Out-of-band management allows admins to maintain and manage components such as servers, WAN devices, network devices and power supply units and resolve malfunctions via remote access. If there is an issue with connectivity, out-of-band solutions offer a failover solution. Today this is normally done via cellular (4G LTE or 3G), creating a fast connection. If cellular is not guaranteed, companies can use a slower connection via modem.
So out-of-band management can ensure continuous remote access of administrators to critical components such as network switches, routers, electricity distribution units and a growing number of security applications such as firewalls and encryption tools.
Solutions often mean there is no need for an on-site visit and if it does prove necessary, the technician often has the right spare part or new device in hand and can resolve the issue speedily. Mean Time to Repair (MTTR) is reduced considerably.
Business continuity at the hardware level: automatic monitoring and troubleshooting
But out-of-band management has advantages beyond urgent crises. It also makes it possible to identify and resolve issues automatically even before they affect local data traffic. Modern solutions integrate an auto-responder system to rectify network failures by using diagnostic and repair aids for problems that occur frequently.

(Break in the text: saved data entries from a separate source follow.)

//! Byte Order Mark (BOM) detection for text resources.
//!
//! Detection works on an already-buffered prefix so the caller keeps control
//! over what is replayed to downstream readers.

use encoding_rs::Encoding;

/// Supported BOM encodings.
#[derive(Debug, Clone, Copy, PartialEq, Eq)]
pub enum BomKind {
    Utf8,
    Utf16Le,
    Utf16Be,
    Utf32Le,
    Utf32Be,
}

impl BomKind {
    /// Returns the byte representation of the BOM.
    #[inline]
    pub const fn as_bytes(&self) -> &'static [u8] {
        match self {
            BomKind::Utf8 => &UTF8_BOM,
            BomKind::Utf16Le => &UTF16_LE_BOM,
            BomKind::Utf16Be => &UTF16_BE_BOM,
            BomKind::Utf32Le => &UTF32_LE_BOM,
            BomKind::Utf32Be => &UTF32_BE_BOM,
        }
    }

    /// Returns the length in bytes of the BOM.
    #[inline]
    #[allow(clippy::len_without_is_empty)] // No need to check for empty BOMs
    pub const fn len(&self) -> usize {
        self.as_bytes().len()
    }

    /// The decoder for text carrying this BOM.
    ///
    /// UTF-32 has no decoder in `encoding_rs` (it is not a web encoding), so
    /// callers get `None` and must report the stream as unsupported.
    pub fn encoding(&self) -> Option<&'static Encoding> {
        match self {
            BomKind::Utf8 => Some(encoding_rs::UTF_8),
            BomKind::Utf16Le => Some(encoding_rs::UTF_16LE),
            BomKind::Utf16Be => Some(encoding_rs::UTF_16BE),
            BomKind::Utf32Le | BomKind::Utf32Be => None,
        }
    }
}

/// UTF-8 BOM bytes.
pub const UTF8_BOM: [u8; 3] = [0xEF, 0xBB, 0xBF];
/// UTF-16 little-endian BOM bytes.
pub const UTF16_LE_BOM: [u8; 2] = [0xFF, 0xFE];
/// UTF-16 big-endian BOM bytes.
pub const UTF16_BE_BOM: [u8; 2] = [0xFE, 0xFF];
/// UTF-32 little-endian BOM bytes.
pub const UTF32_LE_BOM: [u8; 4] = [0xFF, 0xFE, 0x00, 0x00];
/// UTF-32 big-endian BOM bytes.
pub const UTF32_BE_BOM: [u8; 4] = [0x00, 0x00, 0xFE, 0xFF];

/// Detects a BOM at the start of `buf`.
///
/// The UTF-32 LE mark shares its first two bytes with UTF-16 LE, so the
/// longer marks are tested first.
pub fn detect_bom(buf: &[u8]) -> Option<BomKind> {
    if buf.starts_with(&UTF32_BE_BOM) {
        return Some(BomKind::Utf32Be);
    }
    if buf.starts_with(&UTF32_LE_BOM) {
        return Some(BomKind::Utf32Le);
    }
    if buf.starts_with(&UTF8_BOM) {
        return Some(BomKind::Utf8);
    }
    if buf.starts_with(&UTF16_BE_BOM) {
        return Some(BomKind::Utf16Be);
    }
    if buf.starts_with(&UTF16_LE_BOM) {
        return Some(BomKind::Utf16Le);
    }
    None
}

This means that simple tasks can be carried out automatically, for example, identifying a router that cannot be contacted, including messaging the administrator via SMS or e-mail, and rebooting the router. Out-of-band console servers can be configured so they power down critical devices properly if the rack temperature is too high or the UPS (uninterrupted power supply) identifies a power outage and battery performance drops below a defined threshold.
The virtual hardware administrator
These self-healing measures use recovery scripts that run without human intervention. This means monitoring practically the whole infrastructure, including the physical environment such as temperature, moisture, smoke or vibrations, as well as automated power management is possible by connecting sensors.
This automation installs a so-called virtual hardware administrator at every distributed site and, in addition to ensuring stability in everyday operation, it also minimises the scope for human error and the attack surface for cybersabotage.
Because of the increasing complexity of IT infrastructures due to M2M, cloud computing and the Internet of Things and in order to avoid high downtime costs, the rapid identification and resolution of issues of connectivity to distributed infrastructures has become a major task for companies.
Secure remote access via out-of-band management to servers, WAN devices, network devices and power devices makes it possible to identify and resolve many problems before they impact users or systems. Administrators need a framework so they can manage remote components from a central location and monitor their status. It normally pays for itself through a few hours of downtime avoided and avoidance of the first service call.